Except for the plaintiff, all of the witnesses, including plaintiff's husband, testified that they were advised or had knowledge (either by reading the document him/herself or by being told by Landau) that the document presented to them for signature was an agreement to arbitrate. None of the witnesses, before the court, except for plaintiff, signed the document without knowing what it was in advance.
Plaintiff is the sole person to claim that she did not know what the Agreement was when she signed it, and to testify that Landau did not tell her it was an agreement to arbitrate; plaintiff is the sole witness to testify that she was told that it was unimportant.
No witnesses were called to corroborate the misrepresentation of the presentation of the arbitration agreement except the plaintiff's husband, who in fact points out that he was given an opportunity to review and chose not to sign it because it was an arbitration agreement.
Notably, plaintiff rested and did not call as witnesses any individuals who did not sign the Arbitration Agreement.
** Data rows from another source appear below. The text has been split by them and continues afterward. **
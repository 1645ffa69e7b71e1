//! Behaviour configuration
//!
//! Every delay, selector and label the page behaviours depend on lives in
//! [`BehaviorConfig`]. The defaults match the portal templates; a page can
//! override individual fields by embedding a JSON block:
//!
//! ```html
//! <script type="application/json" id="stdsConfig">{ "alert_delay_ms": 6000 }</script>
//! ```

use serde::Deserialize;

use crate::error::{BehaviorError, Result};

/// Id of the optional `<script type="application/json">` override block
pub const CONFIG_ELEMENT_ID: &str = "stdsConfig";

/// Timings, element hooks and labels for the page behaviours
#[derive(Debug, Clone, PartialEq, Deserialize)]
#[serde(default, deny_unknown_fields)]
pub struct BehaviorConfig {
    /// Delay before the splash screen navigates away (2 s display + 0.7 s fade)
    pub splash_delay_ms: u32,
    /// Navigation target once the splash delay elapses
    pub redirect_path: String,
    /// Maximum number of digits kept in a token field
    pub token_max_len: usize,
    /// Ripple animation length
    pub ripple_duration_ms: u32,
    /// Final scale factor of the ripple keyframes
    pub ripple_scale: f64,
    /// Ripple fill colour
    pub ripple_color: String,
    /// Time an alert stays fully visible
    pub alert_delay_ms: u32,
    /// Alert opacity fade length
    pub alert_fade_ms: u32,
    /// How long the copy confirmation stays on screen
    pub copy_feedback_ms: u32,
    /// Text shown after a successful copy
    pub copy_label: String,
    /// Font size applied while the copy confirmation is shown
    pub copy_font_size: String,
    /// Tooltip placed on the token display
    pub copy_tooltip: String,
    /// Log each installed behaviour to the console
    pub debug: bool,
    /// Id of the splash container
    pub splash_id: String,
    /// Selector for token inputs
    pub token_input_selector: String,
    /// Selector for telephone inputs
    pub phone_input_selector: String,
    /// Selector for elements that get the ripple
    pub button_selector: String,
    /// Selector for alerts dismissed after load
    pub alert_selector: String,
    /// Id of the token display that copies on click
    pub token_display_id: String,
    /// Id of the injected `<style>` holding the ripple keyframes
    pub keyframes_style_id: String,
}

impl Default for BehaviorConfig {
    fn default() -> Self {
        Self {
            splash_delay_ms: 2900,
            redirect_path: "/".to_string(),
            token_max_len: 6,
            ripple_duration_ms: 550,
            ripple_scale: 2.5,
            ripple_color: "rgba(255,255,255,0.35)".to_string(),
            alert_delay_ms: 4000,
            alert_fade_ms: 500,
            copy_feedback_ms: 1200,
            copy_label: "Copied!".to_string(),
            copy_font_size: "1.6rem".to_string(),
            copy_tooltip: "Click to copy".to_string(),
            debug: false,
            splash_id: "splashScreen".to_string(),
            token_input_selector: r#"input[name="token"]"#.to_string(),
            phone_input_selector: r#"input[type="tel"]"#.to_string(),
            button_selector: ".btn".to_string(),
            alert_selector: ".alert".to_string(),
            token_display_id: "tokenNumber".to_string(),
            keyframes_style_id: "rippleStyle".to_string(),
        }
    }
}

impl BehaviorConfig {
    /// Parse a JSON override block; absent fields keep their defaults.
    ///
    /// # Errors
    ///
    /// Returns `BehaviorError::ConfigParse` for malformed JSON or unknown
    /// fields, and `BehaviorError::InvalidConfig` when the parsed values fail
    /// [`BehaviorConfig::validate`].
    pub fn from_json(json: &str) -> Result<Self> {
        let config: Self =
            serde_json::from_str(json).map_err(|e| BehaviorError::ConfigParse(e.to_string()))?;
        config.validate()?;
        Ok(config)
    }

    /// Check the values the behaviours cannot work with.
    ///
    /// # Errors
    ///
    /// Returns `BehaviorError::InvalidConfig` naming the first offending field.
    pub fn validate(&self) -> Result<()> {
        if self.token_max_len == 0 {
            return Err(BehaviorError::InvalidConfig(
                "token_max_len must be at least 1".to_string(),
            ));
        }
        if !self.ripple_scale.is_finite() || self.ripple_scale <= 0.0 {
            return Err(BehaviorError::InvalidConfig(format!(
                "ripple_scale must be positive, got {}",
                self.ripple_scale
            )));
        }

        let hooks = [
            ("splash_id", &self.splash_id),
            ("token_input_selector", &self.token_input_selector),
            ("phone_input_selector", &self.phone_input_selector),
            ("button_selector", &self.button_selector),
            ("alert_selector", &self.alert_selector),
            ("token_display_id", &self.token_display_id),
            ("keyframes_style_id", &self.keyframes_style_id),
            ("redirect_path", &self.redirect_path),
        ];
        hooks
            .iter()
            .find(|(_, value)| value.trim().is_empty())
            .map_or(Ok(()), |(name, _)| {
                Err(BehaviorError::InvalidConfig(format!("{name} must not be empty")))
            })
    }

    /// Alert lifetime from page load to removal
    #[must_use]
    pub const fn alert_lifetime_ms(&self) -> u32 {
        self.alert_delay_ms.saturating_add(self.alert_fade_ms)
    }
}

#[cfg(test)]
mod tests {
    #![allow(clippy::unwrap_used)]
    #![allow(clippy::expect_used)]

    use super::*;

    #[test]
    fn given_defaults_when_validated_then_ok() {
        assert!(BehaviorConfig::default().validate().is_ok());
    }

    #[test]
    fn given_defaults_then_timings_match_portal() {
        let config = BehaviorConfig::default();
        assert_eq!(config.splash_delay_ms, 2900);
        assert_eq!(config.ripple_duration_ms, 550);
        assert_eq!(config.copy_feedback_ms, 1200);
        assert_eq!(config.alert_lifetime_ms(), 4500);
        assert_eq!(config.redirect_path, "/");
    }

    #[test]
    fn given_partial_json_when_parsed_then_missing_fields_default() {
        let config = BehaviorConfig::from_json(r#"{ "alert_delay_ms": 6000 }"#).unwrap();
        assert_eq!(config.alert_delay_ms, 6000);
        assert_eq!(config.alert_fade_ms, 500);
        assert_eq!(config.token_display_id, "tokenNumber");
    }

    #[test]
    fn given_empty_object_when_parsed_then_equals_default() {
        let config = BehaviorConfig::from_json("{}").unwrap();
        assert_eq!(config, BehaviorConfig::default());
    }

    #[test]
    fn given_unknown_field_when_parsed_then_config_parse_error() {
        let result = BehaviorConfig::from_json(r#"{ "splash_delay": 10 }"#);
        assert!(matches!(result, Err(BehaviorError::ConfigParse(_))));
    }

    #[test]
    fn given_malformed_json_when_parsed_then_config_parse_error() {
        let result = BehaviorConfig::from_json("{ not json");
        assert!(matches!(result, Err(BehaviorError::ConfigParse(_))));
    }

    #[test]
    fn given_zero_token_len_when_parsed_then_invalid() {
        let result = BehaviorConfig::from_json(r#"{ "token_max_len": 0 }"#);
        assert!(matches!(result, Err(BehaviorError::InvalidConfig(_))));
    }

    #[test]
    fn given_negative_ripple_scale_when_validated_then_invalid() {
        let config = BehaviorConfig {
            ripple_scale: -1.0,
            ..BehaviorConfig::default()
        };
        assert!(config.validate().is_err());
    }

    #[test]
    fn given_blank_selector_when_validated_then_error_names_field() {
        let config = BehaviorConfig {
            button_selector: "  ".to_string(),
            ..BehaviorConfig::default()
        };
        let err = config.validate().unwrap_err();
        assert!(err.to_string().contains("button_selector"));
    }

    #[test]
    fn given_saturating_timings_then_lifetime_does_not_overflow() {
        let config = BehaviorConfig {
            alert_delay_ms: u32::MAX,
            ..BehaviorConfig::default()
        };
        assert_eq!(config.alert_lifetime_ms(), u32::MAX);
    }
}
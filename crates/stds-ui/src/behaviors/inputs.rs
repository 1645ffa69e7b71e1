//! Token and phone input masking
//!
//! Each matching `<input>` gets an `input` listener that rewrites the whole
//! value with its sanitised form. Reassigning the value moves the caret to
//! the end of the field on every keystroke; that is the current behaviour
//! and is kept as is.

use std::rc::Rc;

use wasm_bindgen::JsCast;
use web_sys::{Document, Element, HtmlInputElement};

use crate::config::BehaviorConfig;
use crate::dom;
use crate::error::Result;
use crate::logging;
use crate::sanitize;

/// Bind the digits-only, length-limited filter to every token field.
///
/// Returns the number of fields bound.
///
/// # Errors
///
/// Returns an error if the selector is invalid or a listener cannot be added.
pub fn install_token_fields(document: &Document, config: &Rc<BehaviorConfig>) -> Result<usize> {
    let max_len = config.token_max_len;
    let debug_config = Rc::clone(config);
    bind_all(document, &config.token_input_selector, move |value| {
        let clean = sanitize::token(value, max_len);
        if sanitize::needs_rewrite(value, &clean) {
            logging::debug(&debug_config, "token field filtered");
        }
        clean
    })
}

/// Bind the digit/space/`+`/`-` filter to every telephone field.
///
/// Returns the number of fields bound.
///
/// # Errors
///
/// Returns an error if the selector is invalid or a listener cannot be added.
pub fn install_phone_fields(document: &Document, config: &Rc<BehaviorConfig>) -> Result<usize> {
    bind_all(document, &config.phone_input_selector, sanitize::phone)
}

fn bind_all<F>(document: &Document, selector: &str, filter: F) -> Result<usize>
where
    F: Fn(&str) -> String + 'static,
{
    let filter = Rc::new(filter);
    let inputs: Vec<HtmlInputElement> = dom::query_all(document, selector)?
        .into_iter()
        .filter_map(|element: Element| element.dyn_into::<HtmlInputElement>().ok())
        .collect();

    for input in &inputs {
        bind(input, Rc::clone(&filter))?;
    }
    Ok(inputs.len())
}

/// Rewrite `input`'s value through `filter` on every `input` event
///
/// # Errors
///
/// Returns an error if the listener cannot be added.
pub fn bind<F>(input: &HtmlInputElement, filter: Rc<F>) -> Result<()>
where
    F: Fn(&str) -> String + 'static,
{
    let field = input.clone();
    dom::listen(input, "input", move |_| {
        let value = field.value();
        field.set_value(&(*filter)(&value));
    })
}
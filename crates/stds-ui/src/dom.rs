//! Thin web-sys layer used by the behaviours
//!
//! Provides functional, panic-free access to the window, element queries,
//! inline styles, event listeners and one-shot timers. All DOM operations
//! return Results; thrown JS values are wrapped in [`BehaviorError::Dom`].

use std::cell::RefCell;
use std::rc::Rc;

use gloo_timers::callback::Timeout;
use wasm_bindgen::JsCast;
use wasm_bindgen::closure::Closure;
use web_sys::{Document, Element, Event, EventTarget, HtmlElement, Window};

use crate::error::{BehaviorError, Result, describe_js};
use crate::logging;

/// Get the global window
///
/// # Errors
///
/// Returns `BehaviorError::WindowUnavailable` outside a browser context.
pub fn window() -> Result<Window> {
    web_sys::window().ok_or(BehaviorError::WindowUnavailable)
}

/// Get the window's document
///
/// # Errors
///
/// Returns `BehaviorError::DocumentUnavailable` if the window has none.
pub fn document(window: &Window) -> Result<Document> {
    window.document().ok_or(BehaviorError::DocumentUnavailable)
}

/// Every element matching `selector`, in document order
///
/// # Errors
///
/// Returns `BehaviorError::InvalidSelector` if the browser rejects the selector.
pub fn query_all(document: &Document, selector: &str) -> Result<Vec<Element>> {
    let nodes = document
        .query_selector_all(selector)
        .map_err(|e| BehaviorError::InvalidSelector {
            selector: selector.to_string(),
            reason: describe_js(&e),
        })?;

    Ok((0..nodes.length())
        .filter_map(|i| nodes.get(i))
        .filter_map(|node| node.dyn_into::<Element>().ok())
        .collect())
}

/// Nearest element (the element itself included) matching `selector`
///
/// # Errors
///
/// Returns `BehaviorError::InvalidSelector` if the browser rejects the selector.
pub fn closest(element: &Element, selector: &str) -> Result<Option<Element>> {
    element
        .closest(selector)
        .map_err(|e| BehaviorError::InvalidSelector {
            selector: selector.to_string(),
            reason: describe_js(&e),
        })
}

/// Element an event was dispatched to; text-node targets resolve to their parent
#[must_use]
pub fn event_element(event: &Event) -> Option<Element> {
    let target = event.target()?;
    match target.dyn_into::<Element>() {
        Ok(element) => Some(element),
        Err(target) => target
            .dyn_into::<web_sys::Node>()
            .ok()
            .and_then(|node| node.parent_element()),
    }
}

/// View an element as an `HtmlElement` for style access
///
/// # Errors
///
/// Returns `BehaviorError::Dom` for non-HTML elements (e.g. SVG).
pub fn as_html(element: &Element) -> Result<HtmlElement> {
    element
        .clone()
        .dyn_into::<HtmlElement>()
        .map_err(|_| BehaviorError::Dom(format!("<{}> is not an HTML element", element.tag_name())))
}

/// Set a single inline style property; an empty value clears it
///
/// # Errors
///
/// Returns `BehaviorError::Dom` if the style declaration rejects the write.
pub fn set_style(element: &HtmlElement, property: &str, value: &str) -> Result<()> {
    let style = element.style();
    if value.is_empty() {
        style
            .remove_property(property)
            .map(|_| ())
            .map_err(|e| BehaviorError::dom(&e))
    } else {
        style
            .set_property(property, value)
            .map_err(|e| BehaviorError::dom(&e))
    }
}

/// Resolved `position` of an element
///
/// # Errors
///
/// Returns `BehaviorError::Dom` if the computed style cannot be read.
pub fn computed_position(window: &Window, element: &Element) -> Result<String> {
    window
        .get_computed_style(element)
        .map_err(|e| BehaviorError::dom(&e))?
        .ok_or_else(|| BehaviorError::Dom("no computed style".to_string()))?
        .get_property_value("position")
        .map_err(|e| BehaviorError::dom(&e))
}

/// Attach a listener that lives as long as the page
///
/// # Errors
///
/// Returns `BehaviorError::Dom` if the listener cannot be registered.
pub fn listen<F>(target: &EventTarget, event_type: &str, handler: F) -> Result<()>
where
    F: FnMut(Event) + 'static,
{
    let closure = Closure::<dyn FnMut(Event)>::new(handler);
    target
        .add_event_listener_with_callback(event_type, closure.as_ref().unchecked_ref())
        .map_err(|e| BehaviorError::dom(&e))?;
    // Page-lifetime listener: the JS side owns it from here on
    closure.forget();
    Ok(())
}

/// Run `handler` once, on the first `event_type` event or after
/// `fallback_ms`, whichever comes first.
///
/// The listener closure is owned by the fallback timer, which unregisters
/// and drops it when it fires, so nothing outlives the timer.
///
/// # Errors
///
/// Returns `BehaviorError::Dom` if the listener cannot be registered.
pub fn on_event_or_timeout<F>(
    target: &EventTarget,
    event_type: &str,
    fallback_ms: u32,
    handler: F,
) -> Result<()>
where
    F: FnOnce() + 'static,
{
    let pending = Rc::new(RefCell::new(Some(handler)));

    let on_event = Rc::clone(&pending);
    let closure = Closure::<dyn FnMut(Event)>::new(move |_: Event| {
        let handler = on_event.borrow_mut().take();
        if let Some(run) = handler {
            run();
        }
    });
    target
        .add_event_listener_with_callback(event_type, closure.as_ref().unchecked_ref())
        .map_err(|e| BehaviorError::dom(&e))?;

    let target = target.clone();
    let event_type = event_type.to_string();
    schedule(fallback_ms, move || {
        if let Err(e) =
            target.remove_event_listener_with_callback(&event_type, closure.as_ref().unchecked_ref())
        {
            logging::warn("listener cleanup", &BehaviorError::dom(&e));
        }
        drop(closure);

        let handler = pending.borrow_mut().take();
        if let Some(run) = handler {
            run();
        }
    });
    Ok(())
}

/// Run `callback` once after `millis`; there is no cancellation path.
pub fn schedule<F>(millis: u32, callback: F)
where
    F: FnOnce() + 'static,
{
    Timeout::new(millis, callback).forget();
}

/// Insert `<style id=…>` with `css` into `<head>` unless an element with
/// that id already exists.
///
/// Returns `true` when the style element was inserted.
///
/// # Errors
///
/// Returns `BehaviorError::Dom` if the element cannot be created or appended.
pub fn ensure_style(document: &Document, id: &str, css: &str) -> Result<bool> {
    if document.get_element_by_id(id).is_some() {
        return Ok(false);
    }

    let style = document
        .create_element("style")
        .map_err(|e| BehaviorError::dom(&e))?;
    style.set_id(id);
    style.set_text_content(Some(css));

    let head = document
        .head()
        .ok_or_else(|| BehaviorError::Dom("document has no <head>".to_string()))?;
    head.append_child(&style)
        .map_err(|e| BehaviorError::dom(&e))?;

    Ok(true)
}

/// Nearest element (the element itself included) whose `id` equals `id`
#[must_use]
pub fn closest_with_id(element: &Element, id: &str) -> Option<Element> {
    std::iter::successors(Some(element.clone()), |el| el.parent_element())
        .find(|candidate| candidate.id() == id)
}
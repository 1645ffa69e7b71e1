//! WASM entry point for the portal page behaviours
//!
//! Trunk compiles this to WASM; the generated loader runs `main` once the
//! module is instantiated, after the page markup has been parsed.

use leptos::logging;

fn main() {
    // Set up panic hook for better error messages in browser console
    console_error_panic_hook::set_once();

    match stds_ui::run() {
        Ok(Some(_)) => {}
        Ok(None) => logging::log!("[stds] behaviours already installed"),
        Err(e) => logging::warn!("[stds] behaviours not installed: {e}"),
    }
}
//! Ripple geometry and styling
//!
//! Pure calculations for the click ripple: circle size and placement relative
//! to the button, the inline style for the overlay, and the keyframes rule.

use crate::config::BehaviorConfig;

/// Animation name shared by the overlay style and the injected keyframes
pub const ANIMATION_NAME: &str = "ripple";

/// Circle placement inside the clicked button, in CSS pixels
#[derive(Debug, Clone, Copy, PartialEq)]
pub struct RippleGeometry {
    /// Circle diameter: the larger of the button's client width and height
    pub diameter: f64,
    /// Offset of the circle's left edge from the button's left edge
    pub left: f64,
    /// Offset of the circle's top edge from the button's top edge
    pub top: f64,
}

impl RippleGeometry {
    /// Centre a circle on the click point.
    ///
    /// `rect_left`/`rect_top` are the button's bounding box origin and
    /// `click_x`/`click_y` the event's client coordinates.
    #[must_use]
    pub fn compute(
        client_width: f64,
        client_height: f64,
        rect_left: f64,
        rect_top: f64,
        click_x: f64,
        click_y: f64,
    ) -> Self {
        let diameter = client_width.max(client_height).max(0.0);
        let radius = diameter / 2.0;

        Self {
            diameter,
            left: click_x - rect_left - radius,
            top: click_y - rect_top - radius,
        }
    }

    /// Centre of the circle relative to the button
    #[must_use]
    pub fn center(&self) -> (f64, f64) {
        let radius = self.diameter / 2.0;
        (self.left + radius, self.top + radius)
    }

    /// Inline `style` text for the overlay element
    #[must_use]
    pub fn css_text(&self, config: &BehaviorConfig) -> String {
        [
            "position:absolute".to_string(),
            "border-radius:50%".to_string(),
            format!("background:{}", config.ripple_color),
            "pointer-events:none".to_string(),
            "transform:scale(0)".to_string(),
            format!(
                "animation:{ANIMATION_NAME} {}s linear",
                millis_to_secs(config.ripple_duration_ms)
            ),
            format!("width:{}px", self.diameter),
            format!("height:{}px", self.diameter),
            format!("left:{}px", self.left),
            format!("top:{}px", self.top),
        ]
        .join(";")
    }
}

/// `@keyframes` rule growing the circle to `scale` while fading it out
#[must_use]
pub fn keyframes_css(scale: f64) -> String {
    format!("@keyframes {ANIMATION_NAME} {{ to {{ transform: scale({scale}); opacity: 0; }} }}")
}

/// Only unpositioned buttons need `position: relative` to contain the overlay
#[must_use]
pub fn needs_positioning(computed_position: &str) -> bool {
    computed_position.trim().eq_ignore_ascii_case("static")
}

fn millis_to_secs(ms: u32) -> f64 {
    f64::from(ms) / 1000.0
}
use crate::common::*;

use crate::dto::cost::cost_report::*;
use crate::enums::pipeline_error::*;
use crate::model::window::date_window::*;
use crate::traits::{
    repository_traits::cost_explorer_repository::*, service_traits::cost_query_service::*,
};

#[derive(Debug, new)]
pub struct CostQueryServiceImpl<R: CostExplorerRepository> {
    ce_repo: Arc<R>,
}

#[async_trait]
impl<R: CostExplorerRepository> CostQueryService for CostQueryServiceImpl<R> {
    #[doc = r#"
        조회 기간에 해당하는 서비스별 일별 비용을 가져온다.

        페이지네이션은 하지 않는다. 응답에 `NextPageToken` 이 있으면 경고만 남기고
        첫 페이지만 사용한다.
    "#]
    async fn get_cost_and_usage(&self, window: &DateWindow) -> anyhow::Result<CostReport> {
        let start: String = window.start_str();
        let end: String = window.end_str();

        info!("Querying daily AmortizedCost by SERVICE: {} ~ {}", start, end);

        let report: CostReport = self
            .ce_repo
            .get_cost_and_usage(&start, &end)
            .await
            .map_err(|e| {
                PipelineError::Query(format!(
                    "[CostQueryServiceImpl->get_cost_and_usage] {} ~ {}: {:?}",
                    start, end, e
                ))
            })?;

        if let Some(token) = report.next_page_token() {
            warn!(
                "[CostQueryServiceImpl->get_cost_and_usage] Response is paginated (NextPageToken={}); only the first page is used",
                token
            );
        }

        info!(
            "Received {} daily cost buckets",
            report.results_by_time().len()
        );

        Ok(report)
    }
}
And, if it were a pattern of misinformation or deception for employees to sign the Agreement, the Court would have expected plaintiff to call corroborating witnesses.
Accordingly, based on the proceedings, and testimony and "clear and convincing" evidence presented at the hearing, it is hereby
ORDERED that plaintiff failed to establish fraud or fraudulent inducement to execute the Arbitration Agreement; and it is further
ORDERED that the Arbitration Agreement is valid and enforceable, and the parties are [*4]directed to proceed with arbitration; and it is further
ORDERED that any temporary stay of this action remains in effect; and it is further
ORDERED that Petitioner shall, within 20 days of entry, serve a copy of this Order with notice of entry upon all parties.
This constitutes the decision and order of the Court.